John toured Australia during 1971 and was so inspired by Daddy Cool's hit single "Eagle Rock" that, with lyricist Bernie Taupin, he wrote "Crocodile Rock". The lyrics booklet of this album has a photo of Taupin wearing a "Daddy Who?" promotional badge. Other photos contain shots of the band. One photo has Elton wearing a Donald Duck badge, making it the first time Elton wore clothing featuring Donald Duck, the second being the Bob Mackie designed costume during his concert in Central Park in September 1980, and a photo of the hat used on the cover of the 1988 album Reg Strikes Back.

Don't Shoot Me... was also, according to John, the first album during which he felt comfortable experimenting with his vocal performances and style.

==Packaging==
The album's title came from an incident with legendary comedian Groucho Marx. John was playing the piano at a party at Marx's home; Marx, after an evening of constant ribbing (he referred to Elton John as 'John Elton'), held out his middle and index finger in the style of a pistol, pointed at John. John then raised his hands and said "Don't shoot me, I'm only the piano player" at Marx's gun imitation.

The title is also a play on the 1960 François Truffaut film Shoot the Piano Player and the original Oscar Wilde quote "Don't shoot the piano player, he's doing his best", which Wilde said he saw in a saloon on a visit to the U.S. in 1882.

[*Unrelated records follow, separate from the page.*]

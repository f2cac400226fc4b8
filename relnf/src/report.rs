//! Tabular summaries of an analyzed schema for display.

use relnf_core::NormalForm;
use tabled::builder::Builder;
use tabled::Table;

use crate::schema::Schema;

const TIERS: [NormalForm; 4] =
    [NormalForm::First, NormalForm::Second, NormalForm::Third, NormalForm::BoyceCodd];

/// One row per dependency, with a Y/N column for each tier it satisfies.
pub fn normal_form_table(schema: &Schema) -> Table {
    let mut builder = Builder::default();
    builder.push_record(
        std::iter::once("Functional Dependency".to_string())
            .chain(TIERS.iter().map(ToString::to_string)),
    );
    for fd in schema.fds() {
        builder.push_record(std::iter::once(fd.to_string()).chain(
            TIERS.iter().map(|&tier| if fd.normal_form() >= tier { "Y" } else { "N" }.to_string()),
        ));
    }
    builder.build()
}

/// One row per non-empty attribute subset, showing its closure.
pub fn closure_table(schema: &Schema) -> Table {
    let mut builder = Builder::default();
    builder.push_record(["Attribute Set", "Closure"]);
    for closure in schema.closures() {
        builder.push_record([closure.seed().to_string(), closure.set().to_string()]);
    }
    builder.build()
}

/// Name, attributes, candidate keys and normal form for each schema; useful
/// for rendering the outcome of a decomposition step.
pub fn schema_table<'a>(schemas: impl IntoIterator<Item = &'a Schema>) -> Table {
    let mut builder = Builder::default();
    builder.push_record(["Relation", "Candidate Keys", "Normal Form"]);
    for schema in schemas {
        let keys = schema
            .candidate_keys()
            .iter()
            .map(|k| format!("{{{k}}}"))
            .collect::<Vec<_>>()
            .join(", ");
        builder.push_record([schema.to_string(), keys, schema.normal_form().to_string()]);
    }
    builder.build()
}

The album's cover photograph, which shows a young couple outside a movie theatre whose marquee reads: Don't Shoot Me I'm Only The Piano Player starring Elton John; on the wall is a movie poster advertising the Marx Brothers' 1940 film Go West as a tribute to Groucho Marx. In keeping with the late-1950s theme, the photograph includes the tail end of a 1959 Plymouth Fury, a popular Chrysler Corporation family car in North America at the time.

The cover photo was shot on the same Universal backlot that was used for the seventh episode of the first season of crime drama television series Banacek. This scene is from the episode's opening sequence.

A scene from "The Greatest Collection of Them All" the seventh episode of "Banacek" that aired 1/24/1973

== Reception ==
The album was a huge hit on both sides of the Atlantic, topping the UK Albums Chart and US Billboard 200 album chart.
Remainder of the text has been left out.